◆ TO DO ◆
Whenever a line of the entries below holds the string "incoming", copy that line and return it.

[Opening GIVEN DATA section]

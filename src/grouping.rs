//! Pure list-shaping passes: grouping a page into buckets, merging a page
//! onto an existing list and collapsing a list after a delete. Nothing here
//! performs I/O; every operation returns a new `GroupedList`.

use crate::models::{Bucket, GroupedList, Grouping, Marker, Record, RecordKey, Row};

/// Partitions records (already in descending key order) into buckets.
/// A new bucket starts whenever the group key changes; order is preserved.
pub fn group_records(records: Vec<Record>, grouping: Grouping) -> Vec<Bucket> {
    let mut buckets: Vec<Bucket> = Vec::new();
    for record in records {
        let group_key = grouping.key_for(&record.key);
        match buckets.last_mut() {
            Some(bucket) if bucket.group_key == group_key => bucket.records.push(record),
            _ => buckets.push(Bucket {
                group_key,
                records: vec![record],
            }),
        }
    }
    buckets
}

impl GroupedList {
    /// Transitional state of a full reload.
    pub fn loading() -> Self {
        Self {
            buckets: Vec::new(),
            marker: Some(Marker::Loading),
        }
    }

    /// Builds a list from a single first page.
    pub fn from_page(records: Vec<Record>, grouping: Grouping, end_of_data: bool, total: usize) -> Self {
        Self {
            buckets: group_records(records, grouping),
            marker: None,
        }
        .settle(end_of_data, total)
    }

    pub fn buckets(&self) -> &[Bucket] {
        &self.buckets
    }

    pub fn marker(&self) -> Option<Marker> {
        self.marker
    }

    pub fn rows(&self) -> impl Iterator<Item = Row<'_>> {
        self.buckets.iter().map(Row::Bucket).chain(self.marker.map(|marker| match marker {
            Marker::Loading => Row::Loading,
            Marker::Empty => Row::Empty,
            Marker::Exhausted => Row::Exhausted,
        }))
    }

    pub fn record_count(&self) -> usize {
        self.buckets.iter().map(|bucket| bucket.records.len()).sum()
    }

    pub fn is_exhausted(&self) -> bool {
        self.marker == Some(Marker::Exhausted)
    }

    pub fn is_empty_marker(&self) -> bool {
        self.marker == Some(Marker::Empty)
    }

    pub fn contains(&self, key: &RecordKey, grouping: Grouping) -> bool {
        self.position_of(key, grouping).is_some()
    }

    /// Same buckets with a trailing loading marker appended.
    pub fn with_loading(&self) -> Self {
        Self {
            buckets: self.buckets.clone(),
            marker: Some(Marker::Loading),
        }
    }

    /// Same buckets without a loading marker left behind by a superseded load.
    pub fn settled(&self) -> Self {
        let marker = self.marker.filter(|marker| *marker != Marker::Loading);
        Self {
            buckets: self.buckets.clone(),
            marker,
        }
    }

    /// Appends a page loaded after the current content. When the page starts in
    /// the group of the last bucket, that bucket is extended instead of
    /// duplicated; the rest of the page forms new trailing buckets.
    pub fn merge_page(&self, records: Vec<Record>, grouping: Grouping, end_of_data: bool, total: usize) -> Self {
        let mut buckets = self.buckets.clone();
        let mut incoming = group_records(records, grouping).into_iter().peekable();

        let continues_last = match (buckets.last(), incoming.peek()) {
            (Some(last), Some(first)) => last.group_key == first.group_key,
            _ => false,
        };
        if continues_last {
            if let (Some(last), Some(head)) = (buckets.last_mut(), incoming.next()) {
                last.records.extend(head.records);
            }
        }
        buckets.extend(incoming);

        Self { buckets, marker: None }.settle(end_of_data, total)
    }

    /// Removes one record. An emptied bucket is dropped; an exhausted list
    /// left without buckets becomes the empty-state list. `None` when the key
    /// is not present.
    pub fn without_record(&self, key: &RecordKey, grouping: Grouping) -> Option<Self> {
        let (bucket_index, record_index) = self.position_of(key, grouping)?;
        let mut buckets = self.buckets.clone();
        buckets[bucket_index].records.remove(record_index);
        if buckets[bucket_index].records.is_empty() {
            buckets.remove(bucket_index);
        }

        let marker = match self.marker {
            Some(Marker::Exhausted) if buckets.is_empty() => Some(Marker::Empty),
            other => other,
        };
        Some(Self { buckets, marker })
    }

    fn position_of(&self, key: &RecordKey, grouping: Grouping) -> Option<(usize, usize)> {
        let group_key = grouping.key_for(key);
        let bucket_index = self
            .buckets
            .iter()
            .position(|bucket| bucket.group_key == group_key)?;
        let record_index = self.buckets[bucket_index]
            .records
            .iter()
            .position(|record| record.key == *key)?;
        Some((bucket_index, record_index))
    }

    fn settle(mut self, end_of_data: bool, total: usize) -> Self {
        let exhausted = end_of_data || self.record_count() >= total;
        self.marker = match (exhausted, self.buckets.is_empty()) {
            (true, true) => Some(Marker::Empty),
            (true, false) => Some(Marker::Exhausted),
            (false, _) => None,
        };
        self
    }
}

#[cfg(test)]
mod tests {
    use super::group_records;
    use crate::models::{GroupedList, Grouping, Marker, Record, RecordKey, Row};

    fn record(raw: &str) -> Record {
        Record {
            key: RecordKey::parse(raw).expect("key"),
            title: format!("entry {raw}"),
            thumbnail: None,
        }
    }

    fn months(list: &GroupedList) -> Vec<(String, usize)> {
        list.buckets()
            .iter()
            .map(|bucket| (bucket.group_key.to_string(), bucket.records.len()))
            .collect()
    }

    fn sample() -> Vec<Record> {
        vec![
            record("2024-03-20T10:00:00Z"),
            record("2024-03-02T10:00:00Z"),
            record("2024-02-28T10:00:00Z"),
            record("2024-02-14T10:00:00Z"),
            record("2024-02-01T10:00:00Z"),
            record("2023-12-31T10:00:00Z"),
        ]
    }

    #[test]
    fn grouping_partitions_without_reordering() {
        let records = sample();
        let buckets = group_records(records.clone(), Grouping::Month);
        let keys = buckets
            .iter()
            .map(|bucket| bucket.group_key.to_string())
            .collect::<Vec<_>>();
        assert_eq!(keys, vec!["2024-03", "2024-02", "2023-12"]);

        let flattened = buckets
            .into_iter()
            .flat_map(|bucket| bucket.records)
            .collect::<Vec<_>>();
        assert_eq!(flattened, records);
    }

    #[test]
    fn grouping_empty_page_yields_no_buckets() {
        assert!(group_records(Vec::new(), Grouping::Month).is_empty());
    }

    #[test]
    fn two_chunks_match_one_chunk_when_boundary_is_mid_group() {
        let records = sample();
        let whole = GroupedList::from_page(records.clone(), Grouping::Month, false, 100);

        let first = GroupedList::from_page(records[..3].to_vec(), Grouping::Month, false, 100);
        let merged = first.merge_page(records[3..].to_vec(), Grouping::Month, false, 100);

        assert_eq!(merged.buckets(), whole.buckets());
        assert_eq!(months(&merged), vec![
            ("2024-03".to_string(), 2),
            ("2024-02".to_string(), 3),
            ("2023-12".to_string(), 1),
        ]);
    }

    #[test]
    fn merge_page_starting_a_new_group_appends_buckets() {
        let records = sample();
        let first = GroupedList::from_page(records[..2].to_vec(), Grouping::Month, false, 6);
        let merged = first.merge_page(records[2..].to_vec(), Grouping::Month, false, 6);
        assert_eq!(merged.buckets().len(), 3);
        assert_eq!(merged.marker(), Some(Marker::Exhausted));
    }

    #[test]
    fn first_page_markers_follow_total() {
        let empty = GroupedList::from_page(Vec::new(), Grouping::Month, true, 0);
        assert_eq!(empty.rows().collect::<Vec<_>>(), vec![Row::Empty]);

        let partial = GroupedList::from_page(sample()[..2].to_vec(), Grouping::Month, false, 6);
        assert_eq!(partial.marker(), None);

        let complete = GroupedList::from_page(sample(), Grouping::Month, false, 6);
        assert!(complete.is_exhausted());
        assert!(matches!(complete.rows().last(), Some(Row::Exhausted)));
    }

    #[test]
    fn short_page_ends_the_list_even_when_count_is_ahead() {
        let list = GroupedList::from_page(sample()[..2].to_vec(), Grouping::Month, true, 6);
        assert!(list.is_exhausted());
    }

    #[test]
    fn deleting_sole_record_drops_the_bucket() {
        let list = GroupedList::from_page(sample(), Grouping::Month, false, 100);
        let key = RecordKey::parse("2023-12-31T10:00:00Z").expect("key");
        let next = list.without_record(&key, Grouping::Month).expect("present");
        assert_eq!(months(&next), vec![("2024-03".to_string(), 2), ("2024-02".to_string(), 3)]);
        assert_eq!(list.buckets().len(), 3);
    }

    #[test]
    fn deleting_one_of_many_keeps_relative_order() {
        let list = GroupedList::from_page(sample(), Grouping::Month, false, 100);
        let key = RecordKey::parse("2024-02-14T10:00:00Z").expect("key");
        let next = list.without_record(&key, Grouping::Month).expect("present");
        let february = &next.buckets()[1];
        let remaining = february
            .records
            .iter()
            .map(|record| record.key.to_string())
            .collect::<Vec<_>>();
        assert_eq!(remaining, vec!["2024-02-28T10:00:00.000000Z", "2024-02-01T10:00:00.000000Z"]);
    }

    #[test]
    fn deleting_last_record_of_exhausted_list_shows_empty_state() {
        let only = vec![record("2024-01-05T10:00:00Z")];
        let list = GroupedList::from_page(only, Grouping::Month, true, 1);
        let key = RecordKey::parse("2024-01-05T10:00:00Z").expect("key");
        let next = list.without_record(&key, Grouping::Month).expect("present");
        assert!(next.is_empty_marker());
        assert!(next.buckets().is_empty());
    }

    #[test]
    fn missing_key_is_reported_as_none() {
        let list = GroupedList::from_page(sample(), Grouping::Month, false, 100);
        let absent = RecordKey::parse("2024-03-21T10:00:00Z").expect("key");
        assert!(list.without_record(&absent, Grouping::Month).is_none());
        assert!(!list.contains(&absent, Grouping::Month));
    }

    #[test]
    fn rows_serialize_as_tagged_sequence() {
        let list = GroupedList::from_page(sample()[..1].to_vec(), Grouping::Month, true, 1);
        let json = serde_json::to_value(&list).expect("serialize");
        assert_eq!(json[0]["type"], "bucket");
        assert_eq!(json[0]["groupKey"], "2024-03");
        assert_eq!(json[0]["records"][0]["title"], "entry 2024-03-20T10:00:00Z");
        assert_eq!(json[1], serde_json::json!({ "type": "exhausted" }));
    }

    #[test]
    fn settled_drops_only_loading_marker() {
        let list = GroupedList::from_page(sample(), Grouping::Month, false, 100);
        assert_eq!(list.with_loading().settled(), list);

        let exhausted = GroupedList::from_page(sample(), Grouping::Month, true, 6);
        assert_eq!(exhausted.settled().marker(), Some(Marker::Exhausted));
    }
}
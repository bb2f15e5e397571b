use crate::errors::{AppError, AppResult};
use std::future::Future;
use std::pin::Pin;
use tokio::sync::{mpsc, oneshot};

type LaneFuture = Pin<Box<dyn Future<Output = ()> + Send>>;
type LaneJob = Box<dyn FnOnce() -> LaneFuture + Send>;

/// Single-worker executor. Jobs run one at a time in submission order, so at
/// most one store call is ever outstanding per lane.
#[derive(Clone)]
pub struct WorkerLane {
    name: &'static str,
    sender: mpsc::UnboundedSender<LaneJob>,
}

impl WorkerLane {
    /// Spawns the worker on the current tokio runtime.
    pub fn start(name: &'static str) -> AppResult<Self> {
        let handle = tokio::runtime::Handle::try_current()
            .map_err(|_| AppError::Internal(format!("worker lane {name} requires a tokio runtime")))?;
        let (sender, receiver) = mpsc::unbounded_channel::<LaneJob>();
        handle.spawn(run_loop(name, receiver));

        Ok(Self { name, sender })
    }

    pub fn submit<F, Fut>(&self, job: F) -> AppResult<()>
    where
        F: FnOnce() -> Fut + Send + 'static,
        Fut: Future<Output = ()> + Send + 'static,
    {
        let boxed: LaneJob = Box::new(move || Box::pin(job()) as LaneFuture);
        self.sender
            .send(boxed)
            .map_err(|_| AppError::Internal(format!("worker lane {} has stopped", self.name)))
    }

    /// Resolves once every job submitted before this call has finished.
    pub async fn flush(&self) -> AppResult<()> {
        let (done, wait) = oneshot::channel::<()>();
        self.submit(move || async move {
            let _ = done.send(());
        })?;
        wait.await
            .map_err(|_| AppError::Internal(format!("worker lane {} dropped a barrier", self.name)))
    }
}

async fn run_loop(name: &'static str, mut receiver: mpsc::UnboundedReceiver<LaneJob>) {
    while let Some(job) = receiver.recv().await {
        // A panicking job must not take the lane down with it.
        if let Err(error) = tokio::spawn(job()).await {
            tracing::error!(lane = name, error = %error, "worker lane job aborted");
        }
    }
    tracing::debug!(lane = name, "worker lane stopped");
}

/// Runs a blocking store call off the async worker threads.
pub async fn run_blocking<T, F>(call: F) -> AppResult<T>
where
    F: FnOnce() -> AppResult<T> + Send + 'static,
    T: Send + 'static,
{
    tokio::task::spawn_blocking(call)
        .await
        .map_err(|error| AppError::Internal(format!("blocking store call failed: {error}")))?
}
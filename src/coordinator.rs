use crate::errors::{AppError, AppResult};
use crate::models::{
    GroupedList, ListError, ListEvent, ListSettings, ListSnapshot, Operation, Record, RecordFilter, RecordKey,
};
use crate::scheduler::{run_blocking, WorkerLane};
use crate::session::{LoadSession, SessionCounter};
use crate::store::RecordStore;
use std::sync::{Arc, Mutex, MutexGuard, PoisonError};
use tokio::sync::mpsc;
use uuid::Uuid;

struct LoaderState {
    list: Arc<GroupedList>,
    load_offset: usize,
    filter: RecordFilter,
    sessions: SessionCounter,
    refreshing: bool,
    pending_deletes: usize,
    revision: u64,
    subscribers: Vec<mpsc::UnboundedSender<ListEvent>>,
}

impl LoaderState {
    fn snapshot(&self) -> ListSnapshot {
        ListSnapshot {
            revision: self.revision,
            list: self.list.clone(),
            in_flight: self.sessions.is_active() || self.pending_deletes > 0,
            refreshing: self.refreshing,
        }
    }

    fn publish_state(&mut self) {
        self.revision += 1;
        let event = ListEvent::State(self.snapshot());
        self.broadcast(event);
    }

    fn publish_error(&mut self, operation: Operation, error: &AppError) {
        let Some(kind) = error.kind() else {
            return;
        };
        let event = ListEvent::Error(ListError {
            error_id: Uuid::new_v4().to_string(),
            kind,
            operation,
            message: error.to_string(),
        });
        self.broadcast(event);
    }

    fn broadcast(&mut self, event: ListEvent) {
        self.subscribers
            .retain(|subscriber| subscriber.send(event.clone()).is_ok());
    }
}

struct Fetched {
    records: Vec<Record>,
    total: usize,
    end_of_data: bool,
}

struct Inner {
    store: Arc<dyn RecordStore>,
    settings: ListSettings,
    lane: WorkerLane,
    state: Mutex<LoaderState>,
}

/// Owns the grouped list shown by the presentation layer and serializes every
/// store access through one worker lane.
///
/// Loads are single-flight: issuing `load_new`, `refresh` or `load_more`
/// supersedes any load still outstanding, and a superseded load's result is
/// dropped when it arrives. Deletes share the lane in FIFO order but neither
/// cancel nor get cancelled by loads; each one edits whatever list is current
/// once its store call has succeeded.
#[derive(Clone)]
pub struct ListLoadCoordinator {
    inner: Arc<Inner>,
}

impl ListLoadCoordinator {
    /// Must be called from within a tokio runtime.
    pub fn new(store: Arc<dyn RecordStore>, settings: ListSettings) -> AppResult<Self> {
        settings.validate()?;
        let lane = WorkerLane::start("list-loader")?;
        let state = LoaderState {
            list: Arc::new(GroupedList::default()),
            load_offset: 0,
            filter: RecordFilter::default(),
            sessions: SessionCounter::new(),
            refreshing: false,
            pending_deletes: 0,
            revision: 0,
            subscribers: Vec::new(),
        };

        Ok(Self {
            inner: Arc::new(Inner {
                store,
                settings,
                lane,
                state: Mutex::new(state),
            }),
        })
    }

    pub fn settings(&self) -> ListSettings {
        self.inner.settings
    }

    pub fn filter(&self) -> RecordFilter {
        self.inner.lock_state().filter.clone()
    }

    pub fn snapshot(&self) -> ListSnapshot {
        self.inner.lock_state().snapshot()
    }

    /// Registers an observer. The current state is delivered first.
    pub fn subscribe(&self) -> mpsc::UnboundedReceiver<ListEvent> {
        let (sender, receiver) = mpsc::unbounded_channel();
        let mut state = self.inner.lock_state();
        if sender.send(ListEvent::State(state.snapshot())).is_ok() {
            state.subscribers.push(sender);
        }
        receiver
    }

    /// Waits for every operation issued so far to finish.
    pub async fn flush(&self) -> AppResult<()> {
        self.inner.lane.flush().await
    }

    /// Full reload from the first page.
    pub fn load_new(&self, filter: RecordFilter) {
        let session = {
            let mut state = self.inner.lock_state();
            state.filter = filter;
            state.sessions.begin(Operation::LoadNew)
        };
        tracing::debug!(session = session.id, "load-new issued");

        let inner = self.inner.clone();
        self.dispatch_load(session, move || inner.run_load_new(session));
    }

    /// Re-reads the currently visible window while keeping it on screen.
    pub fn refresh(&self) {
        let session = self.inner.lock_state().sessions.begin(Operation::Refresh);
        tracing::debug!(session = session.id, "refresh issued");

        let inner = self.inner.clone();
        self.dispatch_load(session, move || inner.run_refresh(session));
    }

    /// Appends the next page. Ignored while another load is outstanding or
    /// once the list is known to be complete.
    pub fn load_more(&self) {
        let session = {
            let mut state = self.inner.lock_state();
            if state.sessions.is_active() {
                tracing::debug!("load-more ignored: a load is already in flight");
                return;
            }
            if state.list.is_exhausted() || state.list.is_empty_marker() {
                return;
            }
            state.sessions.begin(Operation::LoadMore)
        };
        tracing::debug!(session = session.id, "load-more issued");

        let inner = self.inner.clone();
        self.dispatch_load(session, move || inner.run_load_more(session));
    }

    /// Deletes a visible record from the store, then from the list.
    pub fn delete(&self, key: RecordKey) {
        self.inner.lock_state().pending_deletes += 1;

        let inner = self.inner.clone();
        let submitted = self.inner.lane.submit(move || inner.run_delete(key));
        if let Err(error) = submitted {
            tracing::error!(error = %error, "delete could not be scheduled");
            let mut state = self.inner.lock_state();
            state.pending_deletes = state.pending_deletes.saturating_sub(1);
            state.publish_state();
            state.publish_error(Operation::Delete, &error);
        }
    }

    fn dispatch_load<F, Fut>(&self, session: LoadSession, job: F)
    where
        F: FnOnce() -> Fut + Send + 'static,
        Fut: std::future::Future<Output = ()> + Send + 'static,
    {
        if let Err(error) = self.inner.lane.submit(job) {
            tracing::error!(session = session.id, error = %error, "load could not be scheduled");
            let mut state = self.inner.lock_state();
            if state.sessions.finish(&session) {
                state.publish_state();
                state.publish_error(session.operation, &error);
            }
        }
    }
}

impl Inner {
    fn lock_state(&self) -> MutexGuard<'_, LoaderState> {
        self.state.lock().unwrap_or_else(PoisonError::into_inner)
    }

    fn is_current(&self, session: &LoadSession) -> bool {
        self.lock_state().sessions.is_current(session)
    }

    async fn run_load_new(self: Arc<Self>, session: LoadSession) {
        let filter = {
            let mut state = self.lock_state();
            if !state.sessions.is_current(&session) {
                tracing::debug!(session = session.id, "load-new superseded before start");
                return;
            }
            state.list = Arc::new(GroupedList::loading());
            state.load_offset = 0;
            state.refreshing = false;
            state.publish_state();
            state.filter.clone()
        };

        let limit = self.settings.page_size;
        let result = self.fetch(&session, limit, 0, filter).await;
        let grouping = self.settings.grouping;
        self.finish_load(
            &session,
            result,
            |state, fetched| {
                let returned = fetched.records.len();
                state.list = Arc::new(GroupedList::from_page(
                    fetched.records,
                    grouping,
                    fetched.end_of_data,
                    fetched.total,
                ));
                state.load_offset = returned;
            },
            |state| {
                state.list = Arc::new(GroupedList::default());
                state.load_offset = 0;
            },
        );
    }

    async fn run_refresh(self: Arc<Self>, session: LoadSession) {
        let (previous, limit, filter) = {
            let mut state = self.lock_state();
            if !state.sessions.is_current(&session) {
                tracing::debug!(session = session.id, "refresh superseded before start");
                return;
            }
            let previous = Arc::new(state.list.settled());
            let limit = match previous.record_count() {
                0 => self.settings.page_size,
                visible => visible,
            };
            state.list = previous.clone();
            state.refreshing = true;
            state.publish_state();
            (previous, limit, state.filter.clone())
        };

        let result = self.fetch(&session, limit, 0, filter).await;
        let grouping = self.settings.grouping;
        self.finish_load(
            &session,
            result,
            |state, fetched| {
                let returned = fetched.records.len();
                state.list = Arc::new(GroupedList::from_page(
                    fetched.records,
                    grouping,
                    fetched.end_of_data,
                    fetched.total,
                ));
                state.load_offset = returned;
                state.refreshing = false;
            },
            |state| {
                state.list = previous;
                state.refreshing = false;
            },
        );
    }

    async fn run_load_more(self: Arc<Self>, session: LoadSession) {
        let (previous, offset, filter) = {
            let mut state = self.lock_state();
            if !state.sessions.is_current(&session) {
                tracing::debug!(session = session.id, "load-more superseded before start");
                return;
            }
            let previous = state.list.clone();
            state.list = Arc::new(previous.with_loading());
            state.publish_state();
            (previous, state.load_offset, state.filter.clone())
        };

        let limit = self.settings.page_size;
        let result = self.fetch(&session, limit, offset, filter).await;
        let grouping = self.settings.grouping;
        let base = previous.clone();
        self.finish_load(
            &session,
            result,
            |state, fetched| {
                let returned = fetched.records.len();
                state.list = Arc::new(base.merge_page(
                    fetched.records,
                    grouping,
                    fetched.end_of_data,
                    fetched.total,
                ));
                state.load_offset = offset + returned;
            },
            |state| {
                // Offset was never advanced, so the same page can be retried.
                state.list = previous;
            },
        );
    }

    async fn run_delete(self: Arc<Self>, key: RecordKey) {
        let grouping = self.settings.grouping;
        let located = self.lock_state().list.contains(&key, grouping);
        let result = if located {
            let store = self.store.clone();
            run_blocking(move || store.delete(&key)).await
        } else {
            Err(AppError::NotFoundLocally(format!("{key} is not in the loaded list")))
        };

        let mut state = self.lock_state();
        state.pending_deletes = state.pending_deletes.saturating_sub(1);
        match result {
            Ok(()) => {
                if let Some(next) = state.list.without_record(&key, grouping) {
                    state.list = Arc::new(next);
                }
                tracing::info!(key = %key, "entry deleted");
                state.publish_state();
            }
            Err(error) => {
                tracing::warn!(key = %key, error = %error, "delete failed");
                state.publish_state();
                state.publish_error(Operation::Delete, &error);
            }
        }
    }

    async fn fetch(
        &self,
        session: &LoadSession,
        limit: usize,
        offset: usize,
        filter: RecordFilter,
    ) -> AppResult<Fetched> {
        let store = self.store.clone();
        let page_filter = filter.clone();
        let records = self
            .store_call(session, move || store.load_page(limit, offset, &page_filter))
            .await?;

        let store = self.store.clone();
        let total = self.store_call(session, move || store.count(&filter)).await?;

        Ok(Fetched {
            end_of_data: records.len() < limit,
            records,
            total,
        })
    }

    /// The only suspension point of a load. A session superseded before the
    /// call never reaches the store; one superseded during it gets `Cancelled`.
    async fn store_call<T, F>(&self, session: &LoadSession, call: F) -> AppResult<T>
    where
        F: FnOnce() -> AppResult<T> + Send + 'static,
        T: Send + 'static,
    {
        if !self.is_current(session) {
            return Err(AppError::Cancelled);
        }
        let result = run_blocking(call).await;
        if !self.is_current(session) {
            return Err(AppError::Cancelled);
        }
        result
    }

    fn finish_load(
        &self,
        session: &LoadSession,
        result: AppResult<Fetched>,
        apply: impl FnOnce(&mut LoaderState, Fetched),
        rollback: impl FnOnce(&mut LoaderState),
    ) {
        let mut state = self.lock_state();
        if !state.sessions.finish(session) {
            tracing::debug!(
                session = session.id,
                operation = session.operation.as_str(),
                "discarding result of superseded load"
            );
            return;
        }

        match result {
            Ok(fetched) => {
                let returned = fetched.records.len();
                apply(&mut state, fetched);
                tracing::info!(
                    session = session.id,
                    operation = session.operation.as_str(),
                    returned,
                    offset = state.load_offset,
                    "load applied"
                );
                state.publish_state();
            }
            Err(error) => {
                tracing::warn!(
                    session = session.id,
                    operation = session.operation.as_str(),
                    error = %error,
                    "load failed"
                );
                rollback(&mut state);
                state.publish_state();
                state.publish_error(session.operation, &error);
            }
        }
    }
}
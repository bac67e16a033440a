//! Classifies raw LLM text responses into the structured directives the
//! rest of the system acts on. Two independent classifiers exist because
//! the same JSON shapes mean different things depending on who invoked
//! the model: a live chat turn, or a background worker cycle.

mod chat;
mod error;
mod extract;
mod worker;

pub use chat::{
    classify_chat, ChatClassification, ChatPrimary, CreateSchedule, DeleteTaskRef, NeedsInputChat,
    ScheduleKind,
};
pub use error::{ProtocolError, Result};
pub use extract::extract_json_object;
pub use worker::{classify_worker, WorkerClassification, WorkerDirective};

[Closing GIVEN DATA section]

◆ RESULT BELOW ◆
        let mut incoming = group_records(records, grouping).into_iter().peekable();
        let continues_last = match (buckets.last(), incoming.peek()) {
            if let (Some(last), Some(head)) = (buckets.last_mut(), incoming.next()) {
        buckets.extend(incoming);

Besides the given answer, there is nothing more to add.